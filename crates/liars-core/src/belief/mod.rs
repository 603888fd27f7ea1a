//! Probability model each seat builds over the dice it cannot see.
//!
//! - `distribution`: binomial tail table over the unknown pool, shifted by the dice in hand.
//! - `confidence`: Wilson lower bound and the claim plausibility check built on it.

mod confidence;
mod distribution;

pub use confidence::{NEUTRAL_BOUND, should_challenge_claim, wilson_lower_bound};
pub use distribution::{DistributionError, DistributionTable, NATURAL_MATCH, WILD_MATCH};
use std::path::PathBuf;

use clap::Parser;

use liars_bench::config::{BenchmarkConfig, ResolvedOutputs};
use liars_bench::logging::init_logging;
use liars_bench::tournament::TournamentRunner;
use liars_core::AppInfo;

/// Tournament benchmarking harness for Liar's Dice bots.
#[derive(Debug, Parser)]
#[command(
    name = "liars-bench",
    author,
    version,
    about = "Deterministic Liar's Dice tournament harness"
)]
struct Cli {
    /// Path to the YAML configuration file.
    #[arg(short, long, value_name = "FILE", default_value = "bench/bench.yaml")]
    config: PathBuf,

    /// Override the run identifier (substitutes {run_id} templates).
    #[arg(long, value_name = "RUN_ID")]
    run_id: Option<String>,

    /// Override the number of games to play.
    #[arg(long, value_name = "GAMES")]
    games: Option<usize>,

    /// Override the RNG seed for game generation.
    #[arg(long, value_name = "SEED")]
    seed: Option<u64>,

    /// Override the dice each seat starts with.
    #[arg(long, value_name = "DICE")]
    dice: Option<u8>,

    /// Override the number of seat rotations per game.
    #[arg(long, value_name = "COUNT")]
    rotations: Option<usize>,

    /// Play with ones wild regardless of config.
    #[arg(long)]
    wild: bool,

    /// Exit after validating the configuration (no tournament is run).
    #[arg(long)]
    validate_only: bool,

    /// Drop per-decision bot events from the telemetry log.
    #[arg(long)]
    quiet_decisions: bool,
}

fn main() -> anyhow::Result<()> {
    let cli = Cli::parse();
    let mut config = BenchmarkConfig::from_path(&cli.config)?;

    if let Some(run_id) = cli.run_id {
        config.run_id = run_id;
    }

    if let Some(games) = cli.games {
        config.games.count = games;
    }

    if let Some(seed) = cli.seed {
        config.games.seed = Some(seed);
    }

    if let Some(dice) = cli.dice {
        config.games.dice_per_seat = dice;
    }

    if let Some(rotations) = cli.rotations {
        config.games.rotations = rotations;
    }

    if cli.wild {
        config.games.wild = true;
    }

    if cli.quiet_decisions {
        config.logging.decision_details = false;
    }

    config.validate()?;

    let outputs: ResolvedOutputs = config.resolved_outputs();
    let agent_count = config.agents.len();
    let run_id = config.run_id.clone();
    let games = config.games.count;
    let rotations = config.games.rotations;

    println!(
        "{} {} ({})",
        AppInfo::name(),
        AppInfo::version(),
        AppInfo::codename()
    );
    println!(
        "Loaded configuration '{run_id}' with {agent_count} agents ({games} games, {rotations} rotation{}, {} dice each{})",
        if rotations == 1 { "" } else { "s" },
        config.games.dice_per_seat,
        if config.games.wild { ", ones wild" } else { "" }
    );

    let _logging_guard = init_logging(&config.logging, &outputs)?;
    let runner = TournamentRunner::new(config, outputs)?;

    if cli.validate_only {
        println!("Validation-only mode: tournament execution skipped.");
        return Ok(());
    }

    let summary = runner.run()?;
    println!(
        "Tournament complete for '{run_id}': {} games × {} rotations → {} rows at {}",
        summary.games_played,
        summary.rotations,
        summary.rows_written,
        summary.jsonl_path.display()
    );
    println!("Summary table: {}", summary.summary_path.display());
    if let Some(plot_path) = summary.plot_path.as_ref() {
        println!("Placement delta plot: {}", plot_path.display());
    }
    if let Some(telemetry_path) = summary.telemetry_path.as_ref() {
        println!("Telemetry log: {}", telemetry_path.display());
    }
    if let Some(outputs) = summary.telemetry_outputs.as_ref() {
        println!("Telemetry summary (JSON): {}", outputs.json_path.display());
        println!(
            "Telemetry summary (Markdown): {}",
            outputs.markdown_path.display()
        );
        let decisions = &outputs.summary.decisions;
        println!(
            "  Decisions: {} events, {} challenges",
            decisions.count, decisions.challenges
        );
        if !outputs.summary.games.win_counts.is_empty() {
            println!("  Wins: {:?}", outputs.summary.games.win_counts);
        }
    }

    Ok(())
}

........

Take every line from the records that holds "each" and copy it down.

### Solution
//! Probability model each seat builds over the dice it cannot see.
    /// Override the dice each seat starts with.
        "Loaded configuration '{run_id}' with {agent_count} agents ({games} games, {rotations} rotation{}, {} dice each{})",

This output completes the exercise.